<<<<
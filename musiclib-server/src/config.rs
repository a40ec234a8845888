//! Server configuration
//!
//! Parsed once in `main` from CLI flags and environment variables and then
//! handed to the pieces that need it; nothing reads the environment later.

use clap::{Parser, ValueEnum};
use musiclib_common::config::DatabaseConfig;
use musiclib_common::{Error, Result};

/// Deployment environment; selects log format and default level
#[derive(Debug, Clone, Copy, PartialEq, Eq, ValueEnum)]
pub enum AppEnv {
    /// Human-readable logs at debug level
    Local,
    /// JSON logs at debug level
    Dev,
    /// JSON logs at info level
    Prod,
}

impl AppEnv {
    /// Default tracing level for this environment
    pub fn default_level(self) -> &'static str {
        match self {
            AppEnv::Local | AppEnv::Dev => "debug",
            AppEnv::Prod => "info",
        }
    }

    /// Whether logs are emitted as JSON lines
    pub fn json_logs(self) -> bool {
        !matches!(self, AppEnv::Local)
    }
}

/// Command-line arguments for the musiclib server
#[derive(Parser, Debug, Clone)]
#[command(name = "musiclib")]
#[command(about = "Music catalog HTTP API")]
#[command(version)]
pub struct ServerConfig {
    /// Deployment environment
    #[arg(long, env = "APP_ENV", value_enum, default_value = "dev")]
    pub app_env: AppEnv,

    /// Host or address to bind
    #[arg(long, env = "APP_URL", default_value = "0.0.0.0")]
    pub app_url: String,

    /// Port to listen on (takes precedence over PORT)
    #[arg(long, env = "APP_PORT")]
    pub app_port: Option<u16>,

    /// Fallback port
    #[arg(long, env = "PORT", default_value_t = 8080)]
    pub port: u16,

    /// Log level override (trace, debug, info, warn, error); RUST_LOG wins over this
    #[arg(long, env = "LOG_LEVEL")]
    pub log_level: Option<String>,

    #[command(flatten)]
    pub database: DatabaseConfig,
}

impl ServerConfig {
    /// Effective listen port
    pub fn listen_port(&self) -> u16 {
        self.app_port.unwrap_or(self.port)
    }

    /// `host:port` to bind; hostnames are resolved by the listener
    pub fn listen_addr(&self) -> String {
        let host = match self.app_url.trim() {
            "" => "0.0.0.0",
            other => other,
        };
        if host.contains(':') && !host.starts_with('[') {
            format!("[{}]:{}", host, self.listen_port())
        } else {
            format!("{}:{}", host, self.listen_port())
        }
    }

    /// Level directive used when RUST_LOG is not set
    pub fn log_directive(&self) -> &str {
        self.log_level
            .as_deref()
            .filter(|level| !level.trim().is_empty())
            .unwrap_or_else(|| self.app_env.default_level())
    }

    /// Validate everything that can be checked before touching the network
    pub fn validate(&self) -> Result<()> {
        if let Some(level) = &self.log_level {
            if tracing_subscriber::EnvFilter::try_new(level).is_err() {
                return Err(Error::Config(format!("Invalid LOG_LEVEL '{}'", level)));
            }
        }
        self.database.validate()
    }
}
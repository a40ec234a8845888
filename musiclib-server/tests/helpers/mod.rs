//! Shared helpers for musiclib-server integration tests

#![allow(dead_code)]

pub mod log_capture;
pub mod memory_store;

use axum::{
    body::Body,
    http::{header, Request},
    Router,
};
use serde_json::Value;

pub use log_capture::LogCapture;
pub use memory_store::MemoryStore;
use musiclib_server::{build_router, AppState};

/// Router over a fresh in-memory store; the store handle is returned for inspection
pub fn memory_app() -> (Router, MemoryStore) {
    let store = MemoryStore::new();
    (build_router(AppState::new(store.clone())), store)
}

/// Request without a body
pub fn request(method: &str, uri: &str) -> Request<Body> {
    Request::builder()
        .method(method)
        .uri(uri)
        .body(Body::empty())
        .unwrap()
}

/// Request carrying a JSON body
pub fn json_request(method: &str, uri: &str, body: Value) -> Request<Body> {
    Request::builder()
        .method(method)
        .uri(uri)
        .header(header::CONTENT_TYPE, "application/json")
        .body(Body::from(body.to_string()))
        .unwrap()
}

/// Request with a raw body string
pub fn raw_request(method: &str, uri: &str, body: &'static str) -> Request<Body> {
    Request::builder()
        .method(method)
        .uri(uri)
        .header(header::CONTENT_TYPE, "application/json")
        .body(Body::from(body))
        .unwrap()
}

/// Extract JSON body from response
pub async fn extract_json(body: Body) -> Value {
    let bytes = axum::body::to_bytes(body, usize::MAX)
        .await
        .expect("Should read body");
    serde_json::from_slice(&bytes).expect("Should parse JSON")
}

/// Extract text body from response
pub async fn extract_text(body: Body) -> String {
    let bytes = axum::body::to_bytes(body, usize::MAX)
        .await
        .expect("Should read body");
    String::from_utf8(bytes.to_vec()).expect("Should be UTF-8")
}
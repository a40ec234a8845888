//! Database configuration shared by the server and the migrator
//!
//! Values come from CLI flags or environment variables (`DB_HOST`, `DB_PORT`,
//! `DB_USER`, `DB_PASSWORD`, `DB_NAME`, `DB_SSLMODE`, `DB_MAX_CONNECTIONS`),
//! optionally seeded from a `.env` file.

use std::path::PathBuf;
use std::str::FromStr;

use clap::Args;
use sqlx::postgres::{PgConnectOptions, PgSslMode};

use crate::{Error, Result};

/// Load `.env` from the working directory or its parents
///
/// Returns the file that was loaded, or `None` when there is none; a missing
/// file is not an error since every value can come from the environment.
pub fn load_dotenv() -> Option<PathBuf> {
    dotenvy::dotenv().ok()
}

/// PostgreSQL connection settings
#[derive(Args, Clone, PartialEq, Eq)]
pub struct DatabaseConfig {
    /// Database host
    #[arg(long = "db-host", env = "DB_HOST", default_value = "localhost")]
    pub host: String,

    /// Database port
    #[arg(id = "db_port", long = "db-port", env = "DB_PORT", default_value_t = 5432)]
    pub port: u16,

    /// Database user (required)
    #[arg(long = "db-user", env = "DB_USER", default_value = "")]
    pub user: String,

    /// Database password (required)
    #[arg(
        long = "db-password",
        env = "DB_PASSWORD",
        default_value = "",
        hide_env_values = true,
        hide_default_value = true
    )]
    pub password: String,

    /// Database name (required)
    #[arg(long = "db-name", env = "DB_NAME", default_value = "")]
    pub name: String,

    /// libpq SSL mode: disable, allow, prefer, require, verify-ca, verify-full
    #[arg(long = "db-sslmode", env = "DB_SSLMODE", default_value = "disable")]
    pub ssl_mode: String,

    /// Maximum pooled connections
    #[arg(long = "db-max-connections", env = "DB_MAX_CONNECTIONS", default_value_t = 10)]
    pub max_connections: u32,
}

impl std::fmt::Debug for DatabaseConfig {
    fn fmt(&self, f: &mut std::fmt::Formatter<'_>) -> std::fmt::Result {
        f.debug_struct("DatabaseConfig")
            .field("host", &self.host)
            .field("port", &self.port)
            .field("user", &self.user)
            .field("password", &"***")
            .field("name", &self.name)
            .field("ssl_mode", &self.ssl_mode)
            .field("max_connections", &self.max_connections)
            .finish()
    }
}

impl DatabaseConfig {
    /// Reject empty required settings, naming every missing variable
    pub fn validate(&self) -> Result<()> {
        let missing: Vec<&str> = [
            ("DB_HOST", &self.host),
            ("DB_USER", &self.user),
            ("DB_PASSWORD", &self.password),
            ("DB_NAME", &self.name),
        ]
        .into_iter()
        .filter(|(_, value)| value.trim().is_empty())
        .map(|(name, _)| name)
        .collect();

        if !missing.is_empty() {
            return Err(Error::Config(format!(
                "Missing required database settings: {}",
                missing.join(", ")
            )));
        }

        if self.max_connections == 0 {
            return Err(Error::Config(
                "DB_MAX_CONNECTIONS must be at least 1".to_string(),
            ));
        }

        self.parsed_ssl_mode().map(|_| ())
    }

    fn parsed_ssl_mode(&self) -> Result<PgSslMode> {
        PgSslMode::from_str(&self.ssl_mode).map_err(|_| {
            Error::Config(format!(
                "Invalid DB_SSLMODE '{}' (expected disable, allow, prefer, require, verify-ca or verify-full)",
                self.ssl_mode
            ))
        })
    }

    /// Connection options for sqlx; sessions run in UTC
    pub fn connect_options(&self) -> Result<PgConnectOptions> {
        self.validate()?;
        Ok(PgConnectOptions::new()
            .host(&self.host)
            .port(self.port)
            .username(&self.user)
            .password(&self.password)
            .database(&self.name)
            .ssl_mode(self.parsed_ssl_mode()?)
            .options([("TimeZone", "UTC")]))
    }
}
>>>>
• **Work to complete**
Copy each line of the listing that carries the word "ServerConfig".

• **Exercise answer**
pub struct ServerConfig {
impl ServerConfig {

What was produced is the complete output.